Quando escrevi sobre o péssimo Mentes Sombrias (2018) falei sobre como o subgênero da “distopia
adolescente” já estava desgastado e parecia não dar sinais de renovação. Eis
que chega aos cinemas Máquinas Mortais,
mais uma aventura jovem baseada em uma obra literária sobre um mundo distópico,
dessa vez há o nome de Peter Jackson, responsável pelas trilogias O Senhor dos Anéis e O Hobbit, na produção e no roteiro, mas
nem mesmo Jackson consegue resgatar esse filão das suas estruturas cansadas e
repetitivas, fazendo de Máquinas Mortais
mais uma distopia genérica.
A trama se passa em futuro no qual a humanidade foi quase
que inteiramente dizimada e as poucas cidades que restaram vagam o mundo como
fortalezas móveis em busca de recursos que estão cada vez mais escassos,
destruindo umas as outras para se manterem funcionando. Em meio à tudo isso
está Hester Shaw (Hera Hilmar), uma jovem misteriosa que invade a cidade móvel
de Londres para assassinar o cientista Thaddeus Valentine (Hugo Weaving) para
vingar a morte da mãe.
É impressionante como o texto escrito por Jackson, Fran
Walsh e Philippa Boyens, o mesmo trio responsável pela colossal tarefa de
adaptar os três O Senhor dos Anéis em
forma de roteiro, consiga fazer a trama parecer tão truncada e arrastada. O
roteiro joga longos diálogos expositivos atrás de longos diálogos expositivos
sem permitir que criemos qualquer conexão com aqueles personagens porque o filme
nos diz o tempo todo quem eles são e como eles estão se sentindo, mas nunca dá
espaço para que vejamos eles demonstrarem seus sentimentos ou conexões.
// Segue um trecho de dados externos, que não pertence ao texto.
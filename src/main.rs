//! FlashAuth - An In-Process Authentication and Authorization Engine
//!
//! This is the console entry point. It builds an engine from command-line flags,
//! reads one command per line from stdin and prints each reply to stdout.

use anyhow::{bail, Context};
use flashauth::{AuthEngine, CommandHandler, EngineConfig};
use std::sync::Arc;
use std::time::Duration;
use tokio::io::{AsyncBufReadExt, AsyncWriteExt, BufReader};
use tokio::signal;
use tracing::{error, info};
use tracing_subscriber::EnvFilter;

/// Console configuration
struct Config {
    engine: EngineConfig,
}

impl Config {
    /// Parse configuration from command-line arguments
    fn from_args() -> anyhow::Result<Self> {
        let mut engine = EngineConfig::default();
        let args: Vec<String> = std::env::args().collect();

        let mut i = 1;
        while i < args.len() {
            match args[i].as_str() {
                "--user-shards" => {
                    engine.user_shards = parse_value(&args, i)?;
                    i += 2;
                }
                "--token-shards" => {
                    engine.token_shards = parse_value(&args, i)?;
                    i += 2;
                }
                "--ttl-secs" => {
                    engine.token_ttl = Duration::from_secs(parse_value(&args, i)?);
                    i += 2;
                }
                "--sweep-ms" => {
                    engine.sweep_interval = Duration::from_millis(parse_value(&args, i)?);
                    i += 2;
                }
                "--help" | "-h" => {
                    print_help();
                    std::process::exit(0);
                }
                "--version" | "-v" => {
                    println!("FlashAuth version {}", flashauth::VERSION);
                    std::process::exit(0);
                }
                other => {
                    print_help();
                    bail!("unknown argument: {}", other);
                }
            }
        }

        engine.validate()?;
        Ok(Self { engine })
    }
}

/// Parses the value following the flag at `args[i]`.
fn parse_value<T>(args: &[String], i: usize) -> anyhow::Result<T>
where
    T: std::str::FromStr,
    T::Err: std::error::Error + Send + Sync + 'static,
{
    let flag = &args[i];
    let Some(raw) = args.get(i + 1) else {
        bail!("{} requires a value", flag);
    };
    raw.parse()
        .with_context(|| format!("invalid value for {}: {}", flag, raw))
}

fn print_help() {
    println!(
        r#"
FlashAuth - An In-Process Authentication and Authorization Engine

USAGE:
    flashauth [OPTIONS]

OPTIONS:
        --user-shards <N>    Number of user shards (default: 1024)
        --token-shards <N>   Number of token shards (default: 1024)
        --ttl-secs <SECS>    Token time-to-live in seconds (default: 7200)
        --sweep-ms <MS>      Sweeper tick period in milliseconds (default: 200)
    -v, --version            Print version information
    -h, --help               Print this help message

COMMANDS (one per line on stdin):
    CREATEUSER name password      DELETEUSER name password
    CREATEROLE role               DELETEROLE role
    ADDROLE name role             AUTH name password
    INVALIDATE token              CHECKROLE token role
    ROLES token                   STATS | PING | HELP | QUIT

EXAMPLE:
    $ flashauth --ttl-secs 600
    CREATEUSER alice s3cret
    200 20002 user created
    AUTH alice s3cret
    200 20008 token created
    token ...

Set RUST_LOG=debug for lifecycle logs (written to stderr).
"#
    );
}

#[tokio::main]
async fn main() -> anyhow::Result<()> {
    // Parse command-line arguments
    let config = Config::from_args()?;

    // Set up logging; stdout carries replies, so logs go to stderr
    tracing_subscriber::fmt()
        .with_env_filter(
            EnvFilter::try_from_default_env().unwrap_or_else(|_| EnvFilter::new("info")),
        )
        .with_target(false)
        .with_writer(std::io::stderr)
        .init();

    // Create the engine; this also starts the token sweeper
    let engine = Arc::new(AuthEngine::new(config.engine)?);
    let handler = CommandHandler::new(Arc::clone(&engine));
    info!("Console ready, reading commands from stdin");

    // Set up graceful shutdown
    let shutdown = async {
        match signal::ctrl_c().await {
            Ok(()) => info!("Shutdown signal received, stopping..."),
            Err(e) => {
                error!("Failed to listen for Ctrl+C: {}", e);
                std::future::pending::<()>().await;
            }
        }
    };

    let result = tokio::select! {
        result = console_loop(handler) => result,
        _ = shutdown => Ok(()),
    };

    engine.shutdown();
    info!("Shutdown complete");
    result
}

/// Reads commands until EOF or QUIT.
async fn console_loop(handler: CommandHandler) -> anyhow::Result<()> {
    let mut lines = BufReader::new(tokio::io::stdin()).lines();
    let mut stdout = tokio::io::stdout();

    while let Some(line) = lines.next_line().await? {
        if line.trim().is_empty() {
            continue;
        }

        let reply = handler.execute(&line);
        stdout.write_all(format!("{}\n", reply).as_bytes()).await?;
        stdout.flush().await?;

        if reply.quit {
            break;
        }
    }

    Ok(())
}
Dessa forma, fica difícil se importar com o romance entre
Hester e Tom (Robert Sheehan) porque ele acontece apenas porque o roteiro
decidiu que tinha que acontecer, nunca dando uma motivação plausível para o
romance nem nos mostrando nos personagens a existência desse afeto. O mesmo
acontece com a complicada relação entre Hester e o ciborgue Shrike (Stephen
Lang): o texto nos informa que ele é importante para garota e que os dois foram
muito próximos, mas nunca percebemos ou sentimos essa proximidade. Não ajuda
que a atriz Hera Hilmar pese a mão no estoicismo da personagem, fazendo Hester
soar mais inexpressiva do que durona.
É curioso que Hugo Weaving, que nos últimos anos chegou a
criticar em entrevistas os papéis de vilão que fez em blockbusters como o primeiro Transformers
(2007) ou Capitão América: O Primeiro
Vingador (2011), tenha aceitado fazer um personagem tão vazio. Valentine é
aquele tipo de vilão que é maligno sem motivo nenhum. Em um dado momento ele
diz que é impossível que cidades móveis como a dele consigam conviver com a
cidade estática de Shan Guo a leste do mundo, mas ele nunca dá uma razão para
essa convivência pacífica ser impossível. Em outra cena, ainda no início do
filme, ele joga Tom para fora da cidade simplesmente por ele ter falado com
Hester, sendo que o garoto não tinha nenhuma informação que pudesse prejudicar
os planos do vilão e não havia nenhuma motivação razoável para Valentine fazer
aquilo exceto para mostrar ao público o quanto ele é mau.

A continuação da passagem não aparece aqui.